#### [WHAT YOU SHOULD DO]
Your answer should be each line of the entries that contains the word "DocId", copied in full.
== PROVIDED DATA
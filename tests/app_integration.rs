use std::sync::Arc;

use aksjeradar::config::AppConfig;
use aksjeradar::core::tier::SubscriptionTier;
use aksjeradar::routes;
use aksjeradar::state::AppState;

mod test_utils {
    use wiremock::matchers::{method, path};
    use wiremock::{Mock, MockServer, ResponseTemplate};

    /// Quote API mock answering every symbol list with a fixed payload.
    pub async fn create_quote_mock_server(mock_response: &str) -> MockServer {
        let mock_server = MockServer::start().await;

        Mock::given(method("GET"))
            .and(path("/v7/finance/quote"))
            .respond_with(ResponseTemplate::new(200).set_body_string(mock_response))
            .mount(&mock_server)
            .await;

        mock_server
    }

    pub const LIVE_RESPONSE: &str = r#"{
        "quoteResponse": {
            "result": [
                {
                    "symbol": "EQNR.OL",
                    "shortName": "Equinor",
                    "currency": "NOK",
                    "regularMarketPrice": 355.10,
                    "regularMarketChange": 12.55,
                    "regularMarketChangePercent": 3.66,
                    "regularMarketVolume": 2840000,
                    "fiftyDayAverage": 330.0
                },
                {
                    "symbol": "DNB.OL",
                    "shortName": "DNB Bank",
                    "currency": "NOK",
                    "regularMarketPrice": 221.40,
                    "regularMarketChange": -1.2,
                    "regularMarketChangePercent": -0.54,
                    "regularMarketVolume": 1950000,
                    "fiftyDayAverage": 225.0
                }
            ],
            "error": null
        }
    }"#;
}

struct TestApp {
    base_url: String,
    state: Arc<AppState>,
    _db_dir: tempfile::TempDir,
}

/// Boot the full application against a provider base URL and return its
/// address. The SQLite database lives in a temp dir per test.
async fn spawn_app(provider_url: &str) -> TestApp {
    let db_dir = tempfile::tempdir().expect("Failed to create temp dir");
    let config_yaml = format!(
        r#"
provider:
  base_url: "{provider_url}"
  daily_budget: 100
  timeout_secs: 2
cache:
  ttl_secs: 300
database: "{}"
"#,
        db_dir.path().join("app.db").display()
    );
    let config: AppConfig = serde_yaml::from_str(&config_yaml).expect("Failed to parse config");

    let state = AppState::new(config).expect("Failed to build state");
    let app = routes::router(state.clone());

    let listener = tokio::net::TcpListener::bind("127.0.0.1:0")
        .await
        .expect("Failed to bind");
    let addr = listener.local_addr().unwrap();
    tokio::spawn(async move {
        axum::serve(listener, app).await.unwrap();
    });

    TestApp {
        base_url: format!("http://{addr}"),
        state,
        _db_dir: db_dir,
    }
}

fn client() -> reqwest::Client {
    reqwest::Client::builder()
        .redirect(reqwest::redirect::Policy::none())
        .build()
        .unwrap()
}

/// Register an account and return its session cookie value.
async fn register(app: &TestApp, email: &str) -> String {
    let response = client()
        .post(format!("{}/register", app.base_url))
        .form(&[("email", email), ("password", "password123")])
        .send()
        .await
        .unwrap();
    assert_eq!(response.status(), 302);

    let cookie = response
        .headers()
        .get("set-cookie")
        .expect("registration should set a session cookie")
        .to_str()
        .unwrap();
    cookie.split(';').next().unwrap().to_string()
}

#[test_log::test(tokio::test)]
async fn test_health_version_and_search() {
    let mock_server = test_utils::create_quote_mock_server(test_utils::LIVE_RESPONSE).await;
    let app = spawn_app(&mock_server.uri()).await;
    let client = client();

    let response = client
        .get(format!("{}/api/health", app.base_url))
        .send()
        .await
        .unwrap();
    assert_eq!(response.status(), 200);
    let body: serde_json::Value = response.json().await.unwrap();
    assert_eq!(body["status"], "ok");

    let response = client
        .get(format!("{}/api/version", app.base_url))
        .send()
        .await
        .unwrap();
    let body: serde_json::Value = response.json().await.unwrap();
    assert_eq!(body["name"], "aksjeradar");

    let response = client
        .get(format!("{}/api/search?q=equinor", app.base_url))
        .send()
        .await
        .unwrap();
    let body: serde_json::Value = response.json().await.unwrap();
    assert_eq!(body["results"][0]["ticker"], "EQNR.OL");

    let response = client
        .get(format!("{}/no/such/page", app.base_url))
        .send()
        .await
        .unwrap();
    assert_eq!(response.status(), 404);
}

#[test_log::test(tokio::test)]
async fn test_login_page_escapes_next_parameter() {
    let mock_server = test_utils::create_quote_mock_server(test_utils::LIVE_RESPONSE).await;
    let app = spawn_app(&mock_server.uri()).await;

    let response = client()
        .get(format!(
            "{}/login?next=%22%3E%3Cscript%3Ealert(1)%3C%2Fscript%3E",
            app.base_url
        ))
        .send()
        .await
        .unwrap();

    assert_eq!(response.status(), 200);
    let body = response.text().await.unwrap();
    assert!(!body.contains("<script>alert(1)</script>"));
}

#[test_log::test(tokio::test)]
async fn test_anonymous_premium_dashboard_redirects_to_login() {
    let mock_server = test_utils::create_quote_mock_server(test_utils::LIVE_RESPONSE).await;
    let app = spawn_app(&mock_server.uri()).await;

    let response = client()
        .get(format!("{}/premium/dashboard", app.base_url))
        .send()
        .await
        .unwrap();

    assert_eq!(response.status(), 302);
    let location = response.headers()["location"].to_str().unwrap();
    assert!(location.starts_with("/login"));
}

#[test_log::test(tokio::test)]
async fn test_tier_gating_end_to_end() {
    let mock_server = test_utils::create_quote_mock_server(test_utils::LIVE_RESPONSE).await;
    let app = spawn_app(&mock_server.uri()).await;
    let client = client();
    let cookie = register(&app, "kari@example.no").await;

    // Fresh accounts are Free: app pages bounce to the upgrade page.
    let response = client
        .get(format!("{}/portfolio", app.base_url))
        .header("cookie", &cookie)
        .send()
        .await
        .unwrap();
    assert_eq!(response.status(), 302);
    assert_eq!(response.headers()["location"], "/pricing");

    // Basic unlocks the app pages but not premium.
    let user = app
        .state
        .users
        .find_by_email("kari@example.no")
        .unwrap()
        .unwrap();
    app.state
        .users
        .set_tier(user.id, SubscriptionTier::Basic)
        .unwrap();

    let response = client
        .get(format!("{}/portfolio", app.base_url))
        .header("cookie", &cookie)
        .send()
        .await
        .unwrap();
    assert_eq!(response.status(), 200);
    assert!(response.text().await.unwrap().contains("kari@example.no"));

    let response = client
        .get(format!("{}/api/premium/backtesting", app.base_url))
        .header("cookie", &cookie)
        .send()
        .await
        .unwrap();
    assert_eq!(response.status(), 403);

    // Pro unlocks premium but not the admin surface.
    app.state
        .users
        .set_tier(user.id, SubscriptionTier::Pro)
        .unwrap();
    let response = client
        .get(format!("{}/api/premium/backtesting", app.base_url))
        .header("cookie", &cookie)
        .send()
        .await
        .unwrap();
    assert_eq!(response.status(), 200);
    let body: serde_json::Value = response.json().await.unwrap();
    assert_eq!(body["strategy"], "momentum-50d");

    let response = client
        .get(format!("{}/api/admin/stats", app.base_url))
        .header("cookie", &cookie)
        .send()
        .await
        .unwrap();
    assert_eq!(response.status(), 403);

    // Admin sees the stats endpoint.
    app.state
        .users
        .set_tier(user.id, SubscriptionTier::Admin)
        .unwrap();
    let response = client
        .get(format!("{}/api/admin/stats", app.base_url))
        .header("cookie", &cookie)
        .send()
        .await
        .unwrap();
    assert_eq!(response.status(), 200);
    let body: serde_json::Value = response.json().await.unwrap();
    assert_eq!(body["users"]["total"], 1);
    assert_eq!(body["users"]["active"], 1);
}

#[test_log::test(tokio::test)]
async fn test_api_routes_return_status_codes_not_redirects() {
    let mock_server = test_utils::create_quote_mock_server(test_utils::LIVE_RESPONSE).await;
    let app = spawn_app(&mock_server.uri()).await;

    let response = client()
        .get(format!("{}/api/premium/backtesting", app.base_url))
        .send()
        .await
        .unwrap();
    assert_eq!(response.status(), 401);
}

#[test_log::test(tokio::test)]
async fn test_logout_invalidates_session() {
    let mock_server = test_utils::create_quote_mock_server(test_utils::LIVE_RESPONSE).await;
    let app = spawn_app(&mock_server.uri()).await;
    let client = client();
    let cookie = register(&app, "ola@example.no").await;

    let user = app
        .state
        .users
        .find_by_email("ola@example.no")
        .unwrap()
        .unwrap();
    app.state
        .users
        .set_tier(user.id, SubscriptionTier::Basic)
        .unwrap();

    let response = client
        .get(format!("{}/logout", app.base_url))
        .header("cookie", &cookie)
        .send()
        .await
        .unwrap();
    assert_eq!(response.status(), 302);

    // Old token no longer resolves: back to the login redirect.
    let response = client
        .get(format!("{}/portfolio", app.base_url))
        .header("cookie", &cookie)
        .send()
        .await
        .unwrap();
    assert_eq!(response.status(), 302);
    let location = response.headers()["location"].to_str().unwrap();
    assert!(location.starts_with("/login"));
}

#[test_log::test(tokio::test)]
async fn test_front_page_uses_live_data_when_provider_is_up() {
    let mock_server = test_utils::create_quote_mock_server(test_utils::LIVE_RESPONSE).await;
    let app = spawn_app(&mock_server.uri()).await;

    let response = client()
        .get(format!("{}/", app.base_url))
        .send()
        .await
        .unwrap();
    assert_eq!(response.status(), 200);
    let body = response.text().await.unwrap();
    assert!(body.contains("EQNR.OL"));
    assert!(body.contains("355.10 NOK"));
    assert!(!body.contains("forsinket"));
}

#[test_log::test(tokio::test)]
async fn test_front_page_degrades_to_fallback_when_provider_is_down() {
    // Mock server with no mounted routes: every call is a 404.
    let mock_server = wiremock::MockServer::start().await;
    let app = spawn_app(&mock_server.uri()).await;

    let response = client()
        .get(format!("{}/", app.base_url))
        .send()
        .await
        .unwrap();
    assert_eq!(response.status(), 200);
    let body = response.text().await.unwrap();
    assert!(body.contains("EQNR.OL"));
    assert!(body.contains("forsinket"));
    // Fallback reference price, never an empty cell
    assert!(body.contains("342.55 NOK"));
}
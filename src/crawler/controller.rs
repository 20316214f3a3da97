//! Crawl controller - the public entry point of a crawl
//!
//! The [`CrawlController`] wires the frontier, robots engine, politeness
//! gate, fetcher, extractor and policy together, accepts seeds, and runs
//! the worker pool under a [`Monitor`](crate::crawler::monitor::Monitor)
//! that decides when the crawl is over.

use crate::config::Config;
use crate::crawler::extractor::{ContentExtractor, HtmlExtractor};
use crate::crawler::fetcher::{Fetcher, HttpFetcher};
use crate::crawler::monitor::Monitor;
use crate::crawler::policy::CrawlPolicy;
use crate::frontier::{Frontier, FrontierStats};
use crate::politeness::PolitenessGate;
use crate::robots::RobotsEngine;
use crate::storage::{KvStore, StorageResult};
use crate::url::{normalize_url_with, DocId, NormalizeOptions, WebUrl};
use crate::CrawlError;
use std::sync::atomic::{AtomicBool, AtomicU64, AtomicUsize, Ordering};
use std::sync::{Arc, Mutex, PoisonError};
use std::time::Duration;
use tokio::sync::watch;
use tokio_util::sync::CancellationToken;

/// Running totals of per-URL outcomes
#[derive(Debug, Default)]
pub struct CrawlCounters {
    pub fetched: AtomicU64,
    pub visited: AtomicU64,
    pub redirects: AtomicU64,
    pub disallowed: AtomicU64,
    pub fetch_failures: AtomicU64,
    pub too_large: AtomicU64,
    pub parse_failures: AtomicU64,
    pub unexpected_status: AtomicU64,
    pub unhandled_errors: AtomicU64,
    pub respawned_workers: AtomicU64,
}

impl CrawlCounters {
    pub(crate) fn bump(counter: &AtomicU64) {
        counter.fetch_add(1, Ordering::Relaxed);
    }
}

/// Outcome of a finished crawl
#[derive(Debug, Clone, Default, PartialEq, Eq)]
pub struct CrawlSummary {
    pub pages_fetched: u64,
    pub pages_visited: u64,
    pub redirects: u64,
    pub disallowed: u64,
    pub fetch_failures: u64,
    pub pages_too_large: u64,
    pub parse_failures: u64,
    pub unexpected_status: u64,
    pub unhandled_errors: u64,
    pub workers_respawned: u64,
    /// Frontier counters when the crawl ended
    pub frontier: FrontierStats,
    pub elapsed: Duration,
    /// The crawl was stopped by a fatal error under `halt-on-error`
    pub halted: bool,
}

impl CrawlSummary {
    pub(crate) fn collect(shared: &CrawlShared, elapsed: Duration) -> Self {
        let counters = &shared.counters;
        let load = |counter: &AtomicU64| counter.load(Ordering::Relaxed);

        Self {
            pages_fetched: load(&counters.fetched),
            pages_visited: load(&counters.visited),
            redirects: load(&counters.redirects),
            disallowed: load(&counters.disallowed),
            fetch_failures: load(&counters.fetch_failures),
            pages_too_large: load(&counters.too_large),
            parse_failures: load(&counters.parse_failures),
            unexpected_status: load(&counters.unexpected_status),
            unhandled_errors: load(&counters.unhandled_errors),
            workers_respawned: load(&counters.respawned_workers),
            frontier: shared.frontier.stats(),
            elapsed,
            halted: shared.halted.load(Ordering::SeqCst),
        }
    }
}

/// State shared by the workers and the monitor of one crawl
pub(crate) struct CrawlShared {
    pub config: Arc<Config>,
    pub frontier: Arc<Frontier>,
    pub robots: Arc<RobotsEngine>,
    pub politeness: Arc<PolitenessGate>,
    pub fetcher: Arc<dyn Fetcher>,
    pub extractor: Arc<dyn ContentExtractor>,
    pub policy: Arc<dyn CrawlPolicy>,
    pub counters: Arc<CrawlCounters>,
    pub normalize: NormalizeOptions,
    /// Workers currently holding a batch
    pub active: Arc<AtomicUsize>,
    pub cancel: CancellationToken,
    pub halted: AtomicBool,
}

/// Cloneable handle that stops a running crawl
#[derive(Clone)]
pub struct ShutdownHandle {
    frontier: Arc<Frontier>,
    cancel: CancellationToken,
}

impl ShutdownHandle {
    /// Cooperative stop: in-flight fetches finish, workers exit after
    /// their current URL and return the rest of their batch
    pub fn shutdown(&self) {
        tracing::info!("Shutting down crawl");
        self.frontier.shutdown();
        self.cancel.cancel();
    }
}

/// Entry point for running a crawl
pub struct CrawlController {
    config: Arc<Config>,
    policy: Arc<dyn CrawlPolicy>,
    fetcher: Arc<dyn Fetcher>,
    extractor: Arc<dyn ContentExtractor>,
    frontier: Arc<Frontier>,
    robots: Arc<RobotsEngine>,
    politeness: Arc<PolitenessGate>,
    counters: Arc<CrawlCounters>,
    cancel: CancellationToken,
    started: AtomicBool,
    finished_tx: Mutex<Option<watch::Sender<Option<CrawlSummary>>>>,
    finished_rx: watch::Receiver<Option<CrawlSummary>>,
}

impl CrawlController {
    /// Creates a controller with the default HTTP fetcher and HTML extractor
    ///
    /// # Arguments
    ///
    /// * `config` - Validated crawl configuration
    /// * `policy` - Hooks steering the crawl
    ///
    /// # Returns
    ///
    /// * `Ok(CrawlController)` - Ready to accept seeds
    /// * `Err(CrawlError::Http)` - The HTTP client could not be built
    pub fn new(config: Arc<Config>, policy: Arc<dyn CrawlPolicy>) -> Result<Self, CrawlError> {
        let fetcher: Arc<dyn Fetcher> = Arc::new(HttpFetcher::new(&config)?);
        let (finished_tx, finished_rx) = watch::channel(None);

        Ok(Self {
            frontier: Arc::new(Frontier::new(&config.crawler)),
            robots: Arc::new(RobotsEngine::new(&config, fetcher.clone())),
            politeness: Arc::new(PolitenessGate::new(&config.politeness)),
            extractor: Arc::new(HtmlExtractor::new()),
            counters: Arc::new(CrawlCounters::default()),
            cancel: CancellationToken::new(),
            started: AtomicBool::new(false),
            finished_tx: Mutex::new(Some(finished_tx)),
            finished_rx,
            fetcher,
            policy,
            config,
        })
    }

    /// Replaces the fetcher used for pages and robots.txt
    pub fn with_fetcher(mut self, fetcher: Arc<dyn Fetcher>) -> Self {
        self.robots = Arc::new(RobotsEngine::new(&self.config, fetcher.clone()));
        self.fetcher = fetcher;
        self
    }

    pub fn with_extractor(mut self, extractor: Arc<dyn ContentExtractor>) -> Self {
        self.extractor = extractor;
        self
    }

    /// Backs the frontier with `store`, restoring whatever it holds
    ///
    /// Must be called before any seed is added.
    pub fn with_store(mut self, store: Arc<dyn KvStore>) -> StorageResult<Self> {
        self.frontier = Arc::new(Frontier::open(&self.config.crawler, store)?);
        Ok(self)
    }

    pub fn frontier(&self) -> &Arc<Frontier> {
        &self.frontier
    }

    pub fn config(&self) -> &Config {
        &self.config
    }

    fn normalize_options(&self) -> NormalizeOptions {
        NormalizeOptions {
            strip_session_ids: self.config.crawler.strip_session_ids,
        }
    }

    /// Adds a seed URL at depth 0
    ///
    /// # Returns
    ///
    /// * `Ok(Some(id))` - The seed was scheduled
    /// * `Ok(None)` - Already known, rejected by the policy or disallowed by robots.txt
    /// * `Err(CrawlError::InvalidUrl)` - The URL cannot be canonicalized
    pub async fn add_seed(&self, url: &str) -> Result<Option<DocId>, CrawlError> {
        let canonical = normalize_url_with(url, None, &self.normalize_options()).map_err(|e| {
            CrawlError::InvalidUrl {
                href: url.to_string(),
                reason: e.to_string(),
            }
        })?;
        let seed = WebUrl::new(&canonical)?;

        if !self.policy.should_visit(None, &seed) {
            tracing::info!("Policy rejected seed {}", canonical);
            return Ok(None);
        }

        if !self.robots.allows(&seed).await {
            tracing::info!("Robots.txt does not allow this seed: {}", canonical);
            return Ok(None);
        }

        let id = self.frontier.schedule(seed)?;
        match id {
            Some(id) => tracing::info!("Added seed {} as {}", canonical, id),
            None => tracing::debug!("Seed {} already known", canonical),
        }
        Ok(id)
    }

    /// Handle that can stop the crawl from another task
    pub fn shutdown_handle(&self) -> ShutdownHandle {
        ShutdownHandle {
            frontier: self.frontier.clone(),
            cancel: self.cancel.clone(),
        }
    }

    /// Stops the crawl, see [`ShutdownHandle::shutdown`]
    pub fn shutdown(&self) {
        self.shutdown_handle().shutdown();
    }

    /// Starts `worker_count` workers and returns at once
    pub fn start_non_blocking(&self, worker_count: usize) -> Result<(), CrawlError> {
        if self.started.swap(true, Ordering::SeqCst) {
            tracing::warn!("Crawl already started");
            return Ok(());
        }

        let finished_tx = self
            .finished_tx
            .lock()
            .unwrap_or_else(PoisonError::into_inner)
            .take()
            .ok_or(CrawlError::ShuttingDown)?;

        let shared = Arc::new(CrawlShared {
            config: self.config.clone(),
            frontier: self.frontier.clone(),
            robots: self.robots.clone(),
            politeness: self.politeness.clone(),
            fetcher: self.fetcher.clone(),
            extractor: self.extractor.clone(),
            policy: self.policy.clone(),
            counters: self.counters.clone(),
            normalize: self.normalize_options(),
            active: Arc::new(AtomicUsize::new(0)),
            cancel: self.cancel.clone(),
            halted: AtomicBool::new(false),
        });

        let worker_count = worker_count.max(1);
        tracing::info!(
            "Starting crawl with {} workers ({} URLs pending)",
            worker_count,
            self.frontier.stats().pending
        );

        let monitor = Monitor::start(shared, worker_count, finished_tx);
        tokio::spawn(monitor.run());
        Ok(())
    }

    /// Waits for the crawl started by [`start_non_blocking`](Self::start_non_blocking)
    pub async fn wait_until_finish(&self) -> Result<CrawlSummary, CrawlError> {
        if !self.started.load(Ordering::SeqCst) {
            return Err(CrawlError::NotStarted);
        }

        let mut finished = self.finished_rx.clone();
        let summary = finished
            .wait_for(|summary| summary.is_some())
            .await
            .map_err(|_| CrawlError::ShuttingDown)?
            .clone();

        summary.ok_or(CrawlError::ShuttingDown)
    }

    /// Runs the crawl to completion with `worker_count` workers
    pub async fn start(&self, worker_count: usize) -> Result<CrawlSummary, CrawlError> {
        self.start_non_blocking(worker_count)?;
        self.wait_until_finish().await
    }

    /// Whether the crawl has finished
    pub fn is_finished(&self) -> bool {
        self.finished_rx.borrow().is_some()
    }
}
====
#### [EXPECTED ANSWER]
use crate::url::{normalize_url_with, DocId, NormalizeOptions, WebUrl};
    pub async fn add_seed(&self, url: &str) -> Result<Option<DocId>, CrawlError> {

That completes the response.